- Exercise brief: The answer must consist of every line in the records below that contains the string "impl".

- Task data:
----

use std::collections::HashMap;
use std::io::{self, Read};
use std::sync::atomic::{AtomicBool, AtomicU32, AtomicU64, Ordering};

use parking_lot::{Condvar, Mutex};

use super::{ObjectStore, StoreError, StoreResult, PROBE_KEY};

/// In-memory object store with call counters and fault injection.
///
/// Used by tests and dry runs. Probe writes are not counted as puts.
#[derive(Default)]
pub struct MemoryObjectStore {
    objects: Mutex<HashMap<String, Vec<u8>>>,
    puts: AtomicU64,
    gets: AtomicU64,
    deleted: Mutex<Vec<String>>,
    fail_next: AtomicU32,
    panic_next_puts: AtomicU32,
    offline: AtomicBool,
    held: Mutex<Held>,
    released: Condvar,
}

#[derive(Default)]
struct Held {
    puts: bool,
    gets: bool,
}

impl MemoryObjectStore {
    pub fn new() -> Self {
        Self::default()
    }

    /// Number of successful data puts.
    pub fn put_count(&self) -> u64 {
        self.puts.load(Ordering::SeqCst)
    }

    /// Number of successful gets.
    pub fn get_count(&self) -> u64 {
        self.gets.load(Ordering::SeqCst)
    }

    /// Keys removed by successful deletes, in order.
    pub fn deleted_keys(&self) -> Vec<String> {
        self.deleted.lock().clone()
    }

    pub fn contains(&self, key: &str) -> bool {
        self.objects.lock().contains_key(key)
    }

    pub fn object(&self, key: &str) -> Option<Vec<u8>> {
        self.objects.lock().get(key).cloned()
    }

    /// Make the next `n` calls fail with a transient error.
    pub fn fail_next(&self, n: u32) {
        self.fail_next.store(n, Ordering::SeqCst);
    }

    /// Make the next `n` data puts panic, as a buggy backend would.
    pub fn panic_next_puts(&self, n: u32) {
        self.panic_next_puts.store(n, Ordering::SeqCst);
    }

    /// While offline every call fails with a transient error.
    pub fn set_offline(&self, offline: bool) {
        self.offline.store(offline, Ordering::SeqCst);
    }

    /// Block data puts until [`release_puts`](Self::release_puts) is called.
    pub fn hold_puts(&self) {
        self.held.lock().puts = true;
    }

    pub fn release_puts(&self) {
        self.held.lock().puts = false;
        self.released.notify_all();
    }

    /// Block gets until [`release_gets`](Self::release_gets) is called.
    pub fn hold_gets(&self) {
        self.held.lock().gets = true;
    }

    pub fn release_gets(&self) {
        self.held.lock().gets = false;
        self.released.notify_all();
    }

    fn wait_released(&self, pick: impl Fn(&Held) -> bool) {
        let mut held = self.held.lock();
        while pick(&held) {
            self.released.wait(&mut held);
        }
    }

    fn check_available(&self) -> StoreResult<()> {
        if self.offline.load(Ordering::SeqCst) {
            return Err(StoreError::Backend("backend offline".into()));
        }
        let injected = self
            .fail_next
            .fetch_update(Ordering::SeqCst, Ordering::SeqCst, |n| n.checked_sub(1));
        if injected.is_ok() {
            return Err(StoreError::Backend("injected failure".into()));
        }
        Ok(())
    }
}

impl ObjectStore for MemoryObjectStore {
    fn put(&self, key: &str, data: &mut dyn Read) -> StoreResult<u64> {
        self.check_available()?;
        let mut buf = Vec::new();
        data.read_to_end(&mut buf)?;
        if key != PROBE_KEY {
            let panics = self
                .panic_next_puts
                .fetch_update(Ordering::SeqCst, Ordering::SeqCst, |n| n.checked_sub(1));
            if panics.is_ok() {
                panic!("backend crashed storing {key}");
            }
            self.wait_released(|held| held.puts);
        }
        let size = buf.len() as u64;
        self.objects.lock().insert(key.to_string(), buf);
        if key != PROBE_KEY {
            self.puts.fetch_add(1, Ordering::SeqCst);
        }
        Ok(size)
    }

    fn get(&self, key: &str) -> StoreResult<Box<dyn Read + Send>> {
        self.check_available()?;
        self.wait_released(|held| held.gets);
        let data = self
            .objects
            .lock()
            .get(key)
            .cloned()
            .ok_or_else(|| StoreError::NoSuchObject {
                key: key.to_string(),
            })?;
        self.gets.fetch_add(1, Ordering::SeqCst);
        Ok(Box::new(io::Cursor::new(data)))
    }

    fn delete(&self, key: &str) -> StoreResult<()> {
        self.check_available()?;
        if self.objects.lock().remove(key).is_none() {
            return Err(StoreError::NoSuchObject {
                key: key.to_string(),
            });
        }
        self.deleted.lock().push(key.to_string());
        Ok(())
    }

    fn list(&self, prefix: &str) -> StoreResult<Vec<String>> {
        self.check_available()?;
        let mut keys: Vec<String> = self
            .objects
            .lock()
            .keys()
            .filter(|k| k.starts_with(prefix))
            .cloned()
            .collect();
        keys.sort();
        Ok(keys)
    }
}

#[cfg(test)]
mod tests {
    use super::*;

    #[test]
    fn test_counters_skip_probe() {
        let store = MemoryObjectStore::new();
        store.put("data_1", &mut &b"abc"[..]).unwrap();
        store.probe().unwrap();
        assert_eq!(store.put_count(), 1);
        assert_eq!(store.object("data_1").unwrap(), b"abc");
    }

    #[test]
    fn test_fail_next() {
        let store = MemoryObjectStore::new();
        store.fail_next(2);
        assert!(store.probe().is_err());
        assert!(store.probe().is_err());
        assert!(store.probe().is_ok());
    }

    #[test]
    fn test_offline() {
        let store = MemoryObjectStore::new();
        store.put("data_1", &mut &b"abc"[..]).unwrap();
        store.set_offline(true);
        let err = store.get("data_1").err().unwrap();
        assert!(err.is_transient());
        store.set_offline(false);
        assert!(store.get("data_1").is_ok());
    }

    #[test]
    #[should_panic(expected = "backend crashed")]
    fn test_panic_next_puts() {
        let store = MemoryObjectStore::new();
        store.panic_next_puts(1);
        store.probe().unwrap();
        let _ = store.put("data_1", &mut &b"abc"[..]);
    }

    #[test]
    fn test_delete_records_key() {
        let store = MemoryObjectStore::new();
        store.put("data_3", &mut &b"abc"[..]).unwrap();
        store.delete("data_3").unwrap();
        assert_eq!(store.deleted_keys(), vec!["data_3".to_string()]);
        assert!(!store.contains("data_3"));
    }
}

----

- Exercise answer:
impl MemoryObjectStore {
    fn wait_released(&self, pick: impl Fn(&Held) -> bool) {
impl ObjectStore for MemoryObjectStore {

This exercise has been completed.